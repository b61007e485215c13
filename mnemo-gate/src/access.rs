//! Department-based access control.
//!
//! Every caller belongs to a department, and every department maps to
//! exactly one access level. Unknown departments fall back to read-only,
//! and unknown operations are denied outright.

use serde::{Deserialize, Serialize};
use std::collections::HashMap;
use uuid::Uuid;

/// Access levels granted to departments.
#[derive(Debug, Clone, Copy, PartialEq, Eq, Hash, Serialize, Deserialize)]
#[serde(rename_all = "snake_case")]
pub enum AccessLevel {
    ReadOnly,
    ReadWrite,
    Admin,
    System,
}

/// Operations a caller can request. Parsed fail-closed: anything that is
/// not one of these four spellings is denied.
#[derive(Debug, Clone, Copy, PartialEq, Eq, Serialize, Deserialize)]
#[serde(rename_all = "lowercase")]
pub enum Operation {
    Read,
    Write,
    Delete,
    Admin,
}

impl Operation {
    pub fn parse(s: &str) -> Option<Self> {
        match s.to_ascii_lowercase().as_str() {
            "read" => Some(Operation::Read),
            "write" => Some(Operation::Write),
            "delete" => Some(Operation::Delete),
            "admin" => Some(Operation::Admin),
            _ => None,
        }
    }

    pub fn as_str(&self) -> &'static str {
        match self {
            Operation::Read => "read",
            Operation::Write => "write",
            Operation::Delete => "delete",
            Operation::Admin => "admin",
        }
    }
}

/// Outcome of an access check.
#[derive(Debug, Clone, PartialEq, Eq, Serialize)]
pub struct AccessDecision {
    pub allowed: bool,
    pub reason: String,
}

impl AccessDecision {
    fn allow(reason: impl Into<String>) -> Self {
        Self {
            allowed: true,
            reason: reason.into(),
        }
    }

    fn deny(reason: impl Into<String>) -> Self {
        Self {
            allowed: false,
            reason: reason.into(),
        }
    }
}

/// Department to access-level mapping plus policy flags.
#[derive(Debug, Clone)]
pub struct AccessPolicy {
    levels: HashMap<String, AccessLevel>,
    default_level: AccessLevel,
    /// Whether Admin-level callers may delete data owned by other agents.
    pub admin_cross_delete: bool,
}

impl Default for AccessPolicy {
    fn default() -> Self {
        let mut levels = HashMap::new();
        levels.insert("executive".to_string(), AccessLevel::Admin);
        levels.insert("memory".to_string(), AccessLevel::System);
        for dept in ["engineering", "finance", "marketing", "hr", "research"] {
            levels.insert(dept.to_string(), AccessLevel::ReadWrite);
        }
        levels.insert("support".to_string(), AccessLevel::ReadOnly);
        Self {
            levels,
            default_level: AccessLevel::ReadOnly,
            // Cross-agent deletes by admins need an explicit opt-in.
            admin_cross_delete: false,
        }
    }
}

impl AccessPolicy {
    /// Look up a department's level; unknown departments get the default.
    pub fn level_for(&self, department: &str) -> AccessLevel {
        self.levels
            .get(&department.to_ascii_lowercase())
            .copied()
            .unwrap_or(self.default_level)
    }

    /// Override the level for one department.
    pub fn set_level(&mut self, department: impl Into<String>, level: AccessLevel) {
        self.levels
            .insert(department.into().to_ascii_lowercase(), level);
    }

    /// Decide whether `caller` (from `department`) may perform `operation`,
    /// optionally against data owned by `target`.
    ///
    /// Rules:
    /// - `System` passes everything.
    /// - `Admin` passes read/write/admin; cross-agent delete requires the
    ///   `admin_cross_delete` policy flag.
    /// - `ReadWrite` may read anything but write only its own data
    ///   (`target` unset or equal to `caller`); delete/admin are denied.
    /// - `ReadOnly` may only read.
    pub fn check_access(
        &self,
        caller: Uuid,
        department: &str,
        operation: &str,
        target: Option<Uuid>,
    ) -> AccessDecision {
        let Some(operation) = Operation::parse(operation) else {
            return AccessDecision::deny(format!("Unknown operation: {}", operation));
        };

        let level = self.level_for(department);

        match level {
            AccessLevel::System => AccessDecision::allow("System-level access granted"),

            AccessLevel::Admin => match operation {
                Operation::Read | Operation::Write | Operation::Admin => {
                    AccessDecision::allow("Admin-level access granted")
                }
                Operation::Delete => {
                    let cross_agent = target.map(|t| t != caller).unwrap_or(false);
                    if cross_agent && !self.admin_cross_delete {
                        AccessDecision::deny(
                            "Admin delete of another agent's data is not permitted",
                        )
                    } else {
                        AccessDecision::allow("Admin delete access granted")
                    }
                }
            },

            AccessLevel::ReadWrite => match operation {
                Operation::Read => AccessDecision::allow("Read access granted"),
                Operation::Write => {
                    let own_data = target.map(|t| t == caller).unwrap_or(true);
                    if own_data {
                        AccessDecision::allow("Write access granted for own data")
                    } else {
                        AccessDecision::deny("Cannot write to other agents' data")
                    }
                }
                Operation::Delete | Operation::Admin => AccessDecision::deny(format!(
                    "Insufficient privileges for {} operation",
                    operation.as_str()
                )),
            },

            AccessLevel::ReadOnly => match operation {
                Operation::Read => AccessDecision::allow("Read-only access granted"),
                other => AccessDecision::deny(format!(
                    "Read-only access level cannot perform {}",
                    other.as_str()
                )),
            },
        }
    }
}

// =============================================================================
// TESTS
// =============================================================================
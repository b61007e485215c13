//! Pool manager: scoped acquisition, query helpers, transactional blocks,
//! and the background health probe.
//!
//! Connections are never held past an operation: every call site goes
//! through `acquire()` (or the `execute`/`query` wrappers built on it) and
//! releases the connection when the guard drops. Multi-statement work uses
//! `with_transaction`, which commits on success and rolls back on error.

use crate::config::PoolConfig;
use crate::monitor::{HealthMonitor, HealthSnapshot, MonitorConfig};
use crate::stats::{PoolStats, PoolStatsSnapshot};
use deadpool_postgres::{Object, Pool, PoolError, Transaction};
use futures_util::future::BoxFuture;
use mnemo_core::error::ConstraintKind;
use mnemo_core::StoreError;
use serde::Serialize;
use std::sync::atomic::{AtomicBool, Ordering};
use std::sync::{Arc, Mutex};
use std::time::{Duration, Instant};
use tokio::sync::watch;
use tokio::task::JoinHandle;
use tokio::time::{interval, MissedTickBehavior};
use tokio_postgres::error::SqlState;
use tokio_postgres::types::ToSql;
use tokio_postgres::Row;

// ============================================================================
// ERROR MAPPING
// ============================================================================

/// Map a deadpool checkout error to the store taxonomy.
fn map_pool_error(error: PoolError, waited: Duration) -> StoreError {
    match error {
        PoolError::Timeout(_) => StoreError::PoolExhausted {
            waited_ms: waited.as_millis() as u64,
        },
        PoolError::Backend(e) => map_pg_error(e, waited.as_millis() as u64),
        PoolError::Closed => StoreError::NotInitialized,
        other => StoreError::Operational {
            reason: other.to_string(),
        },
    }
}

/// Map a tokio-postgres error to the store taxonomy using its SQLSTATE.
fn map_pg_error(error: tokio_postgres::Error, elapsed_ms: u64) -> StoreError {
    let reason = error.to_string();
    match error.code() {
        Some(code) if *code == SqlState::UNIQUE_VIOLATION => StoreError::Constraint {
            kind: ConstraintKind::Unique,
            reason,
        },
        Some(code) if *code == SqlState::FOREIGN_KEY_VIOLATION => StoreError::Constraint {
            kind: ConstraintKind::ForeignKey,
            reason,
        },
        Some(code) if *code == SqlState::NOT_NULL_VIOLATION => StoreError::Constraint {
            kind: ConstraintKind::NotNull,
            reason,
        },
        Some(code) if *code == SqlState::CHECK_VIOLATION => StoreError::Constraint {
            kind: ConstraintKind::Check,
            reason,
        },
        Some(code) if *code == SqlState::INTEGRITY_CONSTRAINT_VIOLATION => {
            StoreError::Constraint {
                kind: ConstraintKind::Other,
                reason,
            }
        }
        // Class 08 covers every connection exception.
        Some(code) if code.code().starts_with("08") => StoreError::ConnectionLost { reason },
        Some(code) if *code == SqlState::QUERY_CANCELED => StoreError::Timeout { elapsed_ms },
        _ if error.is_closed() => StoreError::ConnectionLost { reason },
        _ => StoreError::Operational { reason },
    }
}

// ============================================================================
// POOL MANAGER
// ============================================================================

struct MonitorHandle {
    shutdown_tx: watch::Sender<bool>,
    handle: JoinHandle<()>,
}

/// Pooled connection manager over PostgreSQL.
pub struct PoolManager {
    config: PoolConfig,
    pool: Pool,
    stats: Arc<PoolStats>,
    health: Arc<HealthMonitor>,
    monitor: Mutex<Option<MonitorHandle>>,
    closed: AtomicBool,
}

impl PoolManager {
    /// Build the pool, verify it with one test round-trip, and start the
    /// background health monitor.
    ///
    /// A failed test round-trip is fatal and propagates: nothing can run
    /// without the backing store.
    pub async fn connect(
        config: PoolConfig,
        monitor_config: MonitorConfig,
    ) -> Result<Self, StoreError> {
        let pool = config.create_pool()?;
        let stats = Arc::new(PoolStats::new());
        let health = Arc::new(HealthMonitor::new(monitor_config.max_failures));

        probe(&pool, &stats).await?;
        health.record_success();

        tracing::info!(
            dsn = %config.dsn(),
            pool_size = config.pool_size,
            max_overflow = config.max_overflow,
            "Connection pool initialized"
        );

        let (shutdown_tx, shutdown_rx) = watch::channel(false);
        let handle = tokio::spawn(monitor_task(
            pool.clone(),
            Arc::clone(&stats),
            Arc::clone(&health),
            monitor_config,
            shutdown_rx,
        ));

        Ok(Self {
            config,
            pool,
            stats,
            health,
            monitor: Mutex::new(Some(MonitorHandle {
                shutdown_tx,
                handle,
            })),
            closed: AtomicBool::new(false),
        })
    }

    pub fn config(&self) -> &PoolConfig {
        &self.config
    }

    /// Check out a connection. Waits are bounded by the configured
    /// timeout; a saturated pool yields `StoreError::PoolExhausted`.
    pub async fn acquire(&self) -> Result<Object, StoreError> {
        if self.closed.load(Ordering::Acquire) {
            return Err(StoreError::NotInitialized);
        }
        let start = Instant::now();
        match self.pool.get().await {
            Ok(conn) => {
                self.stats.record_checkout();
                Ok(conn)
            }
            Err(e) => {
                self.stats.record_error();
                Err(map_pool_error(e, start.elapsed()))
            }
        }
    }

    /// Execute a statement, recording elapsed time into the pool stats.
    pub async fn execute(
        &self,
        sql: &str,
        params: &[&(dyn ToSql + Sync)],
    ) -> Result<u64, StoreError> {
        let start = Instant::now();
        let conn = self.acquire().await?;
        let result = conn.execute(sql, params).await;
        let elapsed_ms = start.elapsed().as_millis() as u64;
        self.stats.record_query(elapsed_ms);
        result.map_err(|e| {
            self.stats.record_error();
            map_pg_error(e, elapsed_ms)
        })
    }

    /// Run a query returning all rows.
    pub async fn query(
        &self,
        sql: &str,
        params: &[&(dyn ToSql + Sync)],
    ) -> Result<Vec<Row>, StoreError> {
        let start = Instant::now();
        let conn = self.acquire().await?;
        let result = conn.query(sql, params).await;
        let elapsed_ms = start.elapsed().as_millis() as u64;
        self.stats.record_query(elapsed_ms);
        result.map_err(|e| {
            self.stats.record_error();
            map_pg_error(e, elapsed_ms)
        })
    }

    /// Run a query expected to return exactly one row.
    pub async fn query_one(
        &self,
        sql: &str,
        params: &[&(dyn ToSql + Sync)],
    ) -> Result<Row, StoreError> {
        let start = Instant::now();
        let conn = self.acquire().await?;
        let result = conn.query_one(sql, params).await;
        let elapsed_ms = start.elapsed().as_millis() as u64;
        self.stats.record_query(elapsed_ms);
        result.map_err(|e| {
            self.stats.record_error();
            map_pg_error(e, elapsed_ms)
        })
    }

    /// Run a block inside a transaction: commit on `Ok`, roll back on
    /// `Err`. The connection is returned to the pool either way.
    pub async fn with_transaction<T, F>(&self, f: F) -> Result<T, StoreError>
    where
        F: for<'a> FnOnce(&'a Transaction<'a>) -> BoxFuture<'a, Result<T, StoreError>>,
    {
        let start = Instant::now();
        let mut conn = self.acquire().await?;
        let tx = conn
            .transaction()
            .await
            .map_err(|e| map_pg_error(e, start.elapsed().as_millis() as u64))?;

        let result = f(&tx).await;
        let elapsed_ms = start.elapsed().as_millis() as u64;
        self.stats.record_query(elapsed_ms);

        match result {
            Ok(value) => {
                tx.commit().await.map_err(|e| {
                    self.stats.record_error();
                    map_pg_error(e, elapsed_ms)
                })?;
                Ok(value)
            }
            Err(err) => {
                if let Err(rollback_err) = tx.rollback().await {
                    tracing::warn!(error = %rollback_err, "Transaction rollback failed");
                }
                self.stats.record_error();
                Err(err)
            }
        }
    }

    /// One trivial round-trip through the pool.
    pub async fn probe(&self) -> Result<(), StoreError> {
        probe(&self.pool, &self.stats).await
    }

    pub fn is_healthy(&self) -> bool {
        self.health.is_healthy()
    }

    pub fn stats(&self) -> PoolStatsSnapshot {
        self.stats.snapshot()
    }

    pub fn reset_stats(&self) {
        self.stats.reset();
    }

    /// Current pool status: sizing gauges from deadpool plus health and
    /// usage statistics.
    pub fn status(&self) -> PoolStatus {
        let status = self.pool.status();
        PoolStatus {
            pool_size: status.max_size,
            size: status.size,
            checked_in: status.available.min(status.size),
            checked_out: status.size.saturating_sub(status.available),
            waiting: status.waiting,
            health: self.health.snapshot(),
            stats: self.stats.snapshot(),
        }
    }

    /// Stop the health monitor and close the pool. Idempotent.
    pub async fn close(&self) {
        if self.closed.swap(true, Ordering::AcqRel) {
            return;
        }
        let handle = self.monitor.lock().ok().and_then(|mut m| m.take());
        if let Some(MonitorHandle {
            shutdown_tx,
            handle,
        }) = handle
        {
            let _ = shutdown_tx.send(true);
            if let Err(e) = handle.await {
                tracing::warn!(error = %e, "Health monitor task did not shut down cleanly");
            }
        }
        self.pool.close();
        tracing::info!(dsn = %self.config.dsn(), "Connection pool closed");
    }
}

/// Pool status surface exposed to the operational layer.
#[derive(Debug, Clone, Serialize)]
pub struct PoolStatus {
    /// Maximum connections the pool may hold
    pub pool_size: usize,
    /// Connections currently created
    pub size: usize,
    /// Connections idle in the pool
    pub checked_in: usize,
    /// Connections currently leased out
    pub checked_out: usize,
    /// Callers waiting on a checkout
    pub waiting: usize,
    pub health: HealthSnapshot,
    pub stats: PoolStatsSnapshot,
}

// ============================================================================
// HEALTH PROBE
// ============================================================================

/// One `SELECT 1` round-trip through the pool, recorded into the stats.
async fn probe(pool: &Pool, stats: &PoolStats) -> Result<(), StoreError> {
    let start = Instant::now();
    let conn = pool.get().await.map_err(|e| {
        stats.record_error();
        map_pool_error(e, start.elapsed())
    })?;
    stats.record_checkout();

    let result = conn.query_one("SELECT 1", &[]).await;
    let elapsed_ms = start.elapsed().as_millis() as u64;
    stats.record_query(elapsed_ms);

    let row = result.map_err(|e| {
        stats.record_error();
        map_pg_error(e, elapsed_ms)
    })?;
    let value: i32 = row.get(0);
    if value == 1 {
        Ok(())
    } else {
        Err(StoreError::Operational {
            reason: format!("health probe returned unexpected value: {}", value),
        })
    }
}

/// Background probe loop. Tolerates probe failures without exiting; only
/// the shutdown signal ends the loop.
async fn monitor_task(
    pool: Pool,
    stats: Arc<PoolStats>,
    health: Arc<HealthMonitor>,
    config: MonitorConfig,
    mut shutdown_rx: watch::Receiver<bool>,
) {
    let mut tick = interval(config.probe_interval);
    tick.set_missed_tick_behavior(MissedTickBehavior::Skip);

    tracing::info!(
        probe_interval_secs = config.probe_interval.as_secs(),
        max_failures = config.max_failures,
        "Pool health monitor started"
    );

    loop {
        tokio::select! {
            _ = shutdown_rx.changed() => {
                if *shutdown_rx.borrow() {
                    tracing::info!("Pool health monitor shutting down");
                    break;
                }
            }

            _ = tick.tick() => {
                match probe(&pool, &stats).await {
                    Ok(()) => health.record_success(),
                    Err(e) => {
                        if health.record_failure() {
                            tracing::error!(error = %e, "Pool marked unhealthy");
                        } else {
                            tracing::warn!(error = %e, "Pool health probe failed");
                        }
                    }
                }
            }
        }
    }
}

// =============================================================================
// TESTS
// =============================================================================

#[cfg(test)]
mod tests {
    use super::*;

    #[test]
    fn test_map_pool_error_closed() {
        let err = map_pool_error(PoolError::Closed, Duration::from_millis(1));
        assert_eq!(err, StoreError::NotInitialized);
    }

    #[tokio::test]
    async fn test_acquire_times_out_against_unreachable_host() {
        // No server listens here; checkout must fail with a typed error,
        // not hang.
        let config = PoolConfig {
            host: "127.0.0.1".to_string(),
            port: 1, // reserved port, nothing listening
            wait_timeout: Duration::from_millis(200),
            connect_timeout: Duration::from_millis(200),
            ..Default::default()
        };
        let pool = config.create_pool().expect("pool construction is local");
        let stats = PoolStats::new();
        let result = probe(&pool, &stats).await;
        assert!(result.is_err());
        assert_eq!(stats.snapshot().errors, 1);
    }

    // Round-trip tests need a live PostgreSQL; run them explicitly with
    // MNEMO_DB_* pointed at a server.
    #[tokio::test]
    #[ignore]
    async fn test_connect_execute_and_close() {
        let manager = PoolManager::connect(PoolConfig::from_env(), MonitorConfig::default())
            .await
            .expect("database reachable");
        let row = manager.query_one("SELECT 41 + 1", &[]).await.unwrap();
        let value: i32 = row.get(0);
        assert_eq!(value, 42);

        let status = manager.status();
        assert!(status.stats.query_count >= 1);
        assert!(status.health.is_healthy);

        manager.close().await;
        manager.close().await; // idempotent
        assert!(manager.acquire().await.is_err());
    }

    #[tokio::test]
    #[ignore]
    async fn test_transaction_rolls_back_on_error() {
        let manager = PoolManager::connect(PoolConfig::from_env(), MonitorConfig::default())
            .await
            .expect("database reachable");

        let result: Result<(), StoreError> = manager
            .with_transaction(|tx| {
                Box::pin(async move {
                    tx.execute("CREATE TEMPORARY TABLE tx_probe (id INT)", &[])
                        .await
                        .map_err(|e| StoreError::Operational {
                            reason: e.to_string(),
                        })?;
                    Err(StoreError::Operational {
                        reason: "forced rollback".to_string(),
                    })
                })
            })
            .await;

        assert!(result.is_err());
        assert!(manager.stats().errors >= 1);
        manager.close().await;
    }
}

□ □ □

▸ WHAT THE EXERCISE ASKS:
Among the entries above, tally each line with the string "Object" and state that figure only.

▸ WRITTEN RESPONSE:
2